An examination of research evidence in the resulting Nice guideline, published in 2004, concluded that:
- there was little evidence to support or refute a six-month recall interval
- there was little evidence to suggest an optimal interval
- uncertainty existed about how patients value their dental health
- further research was needed to clarify the cost-benefit and clinical effectiveness of different recall frequencies.
As is by now well-known, Nice went on to suggest 'appropriate' recall intervals and these were duly built into the 2006 contract. Dentists were again reminded of this 'statutory requirement' in a letter at the end of March 2011.
Nice pointed out in their report that the proposed new contract of 2006 would include a comprehensive oral health assessment, 'personalised care plan' and 'patient journey', however these details were, in practice, lacking from a contract which initially failed to record these features, the patient's health and risk status or their proposed recall frequency.
The removal of the 'six month time bar' paved the way for new 'unintended consequences', all of which has led to the likely demise of this contractual arrangement by 2014.

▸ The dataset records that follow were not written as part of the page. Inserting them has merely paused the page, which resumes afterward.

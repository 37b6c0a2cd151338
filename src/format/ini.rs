use super::{scalar_text, utf8, Codec};
use crate::config::ConfigError;
use crate::node::{child_mapping, Mapping, Node};

/// INI files with sections.
///
/// Dotted section and key names expand into nested mappings, `key[] = v`
/// appends to a sequence and `key[name] = v` sets a nested entry. Values are
/// always strings.
#[derive(Debug, Clone, Copy, Default)]
pub struct IniCodec;

impl Codec for IniCodec {
    fn extensions(&self) -> &[&'static str] {
        &["ini"]
    }

    fn parse(&self, input: &[u8]) -> Result<Node, ConfigError> {
        parse_ini(utf8(input)?).map(Node::Mapping)
    }

    fn serialize(&self, root: &Mapping, _pretty: bool) -> Result<Vec<u8>, ConfigError> {
        let mut out = String::new();
        write_entries(&mut out, root)?;
        write_sections(&mut out, root, &mut Vec::new())?;
        Ok(out.into_bytes())
    }
}

fn parse_ini(text: &str) -> Result<Mapping, ConfigError> {
    let mut root = Mapping::new();
    let mut section: Vec<String> = Vec::new();
    let mut parsed_any = false;

    for (index, raw) in text.lines().enumerate() {
        let line_no = index + 1;
        let line = raw.trim();
        if line.is_empty() || line.starts_with(';') || line.starts_with('#') {
            continue;
        }

        if let Some(header) = line.strip_prefix('[') {
            let name = header
                .split_once(']')
                .map(|(name, _)| name)
                .ok_or_else(|| {
                    ConfigError::parse("syntax error, unexpected end of line, expecting ']'")
                        .at_line(line_no)
                        .with_code("syntax")
                })?;
            section = split_path(name);
            ensure_mapping(&mut root, &section);
            parsed_any = true;
            continue;
        }

        let (key, value) = line.split_once('=').ok_or_else(|| {
            ConfigError::parse(format!("syntax error, expected '=' after '{line}'"))
                .at_line(line_no)
                .with_code("syntax")
        })?;
        let key = key.trim();
        if key.is_empty() {
            return Err(ConfigError::parse("syntax error, missing key before '='").at_line(line_no));
        }
        let value = parse_value(value.trim()).map_err(|e| e.at_line(line_no))?;

        let mut path = section.clone();
        let mut append = false;
        match key.split_once('[') {
            Some((base, rest)) if rest.ends_with(']') => {
                path.extend(split_path(base));
                let inner = rest[..rest.len() - 1].trim();
                if inner.is_empty() {
                    append = true;
                } else {
                    path.push(inner.to_owned());
                }
            }
            _ => path.extend(split_path(key)),
        }
        insert_at(&mut root, &path, Node::String(value), append);
        parsed_any = true;
    }

    if !parsed_any {
        return Err(ConfigError::parse("No parsable content in data."));
    }
    Ok(root)
}

fn split_path(name: &str) -> Vec<String> {
    name.split('.').map(|part| part.trim().to_owned()).collect()
}

/// Strips quotes from a quoted value, or an inline `;` comment from a bare one.
fn parse_value(raw: &str) -> Result<String, ConfigError> {
    for quote in ['"', '\''] {
        if let Some(rest) = raw.strip_prefix(quote) {
            return rest
                .split_once(quote)
                .map(|(inner, _)| inner.to_owned())
                .ok_or_else(|| ConfigError::parse("syntax error, unterminated quoted string"));
        }
    }
    let bare = raw.split_once(';').map_or(raw, |(value, _)| value);
    Ok(bare.trim_end().to_owned())
}

fn ensure_mapping(root: &mut Mapping, path: &[String]) {
    let mut current = root;
    for segment in path {
        current = child_mapping(current, segment);
    }
}

fn insert_at(root: &mut Mapping, path: &[String], value: Node, append: bool) {
    let Some((last, parents)) = path.split_last() else {
        return;
    };
    let mut current = root;
    for segment in parents {
        current = child_mapping(current, segment);
    }
    if !append {
        current.insert(last.clone(), value);
        return;
    }
    match current.get_mut(last) {
        Some(Node::Sequence(items)) => items.push(value),
        _ => {
            current.insert(last.clone(), Node::Sequence(vec![value]));
        }
    }
}

fn write_entries(out: &mut String, map: &Mapping) -> Result<(), ConfigError> {
    for (key, value) in map {
        match value {
            Node::Mapping(_) => {}
            Node::Sequence(items) => {
                for item in items {
                    let text = scalar_text(item).ok_or_else(|| {
                        ConfigError::serialize(
                            "ini",
                            format!("sequence '{key}' holds a {}, only scalars can be listed", item.kind()),
                        )
                    })?;
                    out.push_str(&format!("{key}[]={}\n", quote(key, &text)?));
                }
            }
            leaf => {
                let text = scalar_text(leaf).unwrap_or_default();
                out.push_str(&format!("{key}={}\n", quote(key, &text)?));
            }
        }
    }
    Ok(())
}

fn write_sections(
    out: &mut String,
    map: &Mapping,
    path: &mut Vec<String>,
) -> Result<(), ConfigError> {
    for (key, value) in map {
        if let Node::Mapping(child) = value {
            path.push(key.clone());
            out.push_str(&format!("[{}]\n", path.join(".")));
            write_entries(out, child)?;
            write_sections(out, child, path)?;
            path.pop();
        }
    }
    Ok(())
}

/// Renders a value so the parser reads back exactly `text`.
///
/// Quoted values end at the first matching quote, so a value holding both
/// quote characters and needing quotes has no representation.
fn quote(key: &str, text: &str) -> Result<String, ConfigError> {
    if text.contains(['\n', '\r']) {
        return Err(ConfigError::serialize(
            "ini",
            format!("value of '{key}' spans several lines"),
        ));
    }
    let needs_quotes = text.is_empty()
        || text.contains(';')
        || text.starts_with(['"', '\''])
        || text.trim() != text;
    if !needs_quotes {
        return Ok(text.to_owned());
    }
    ['"', '\'']
        .into_iter()
        .find(|q| !text.contains(*q))
        .map(|q| format!("{q}{text}{q}"))
        .ok_or_else(|| {
            ConfigError::serialize(
                "ini",
                format!("value of '{key}' cannot be quoted, it holds both quote characters"),
            )
        })
}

We are now in a very different world. Much dentistry is provided privately in the UK, more dentists and dental care professionals than before are available for deployment, and economic rationality, not to say rationing, is the status quo.
It was enlightening, therefore, to read how UK dental undergraduates are being taught and trained in minimal intervention dentistry, formal risk assessment for dental disease, and growing awareness of associations between dental ill-health and holistic disease.
Pickard's Manual of Operative Dentistry (9th edition) was published earlier this year. It represents probably the nearest thing to a standard textbook for future practitioners and dental professionals.
Based on the modified ICDAS classification of dental caries, it proposes recall intervals between two and 18 months. For patients exhibiting no current disease but with a high risk thereof, a three-six month recall is suggested.
It's little wonder that dental professionals do, and will, find themselves confused. If this confusion is passed to patients, then it's difficult to see how a 'statutory guideline', clinical experience, patient consent and (to be a bit gloomy) the likelihood of complaints or litigation are to be balanced off against each other in the future.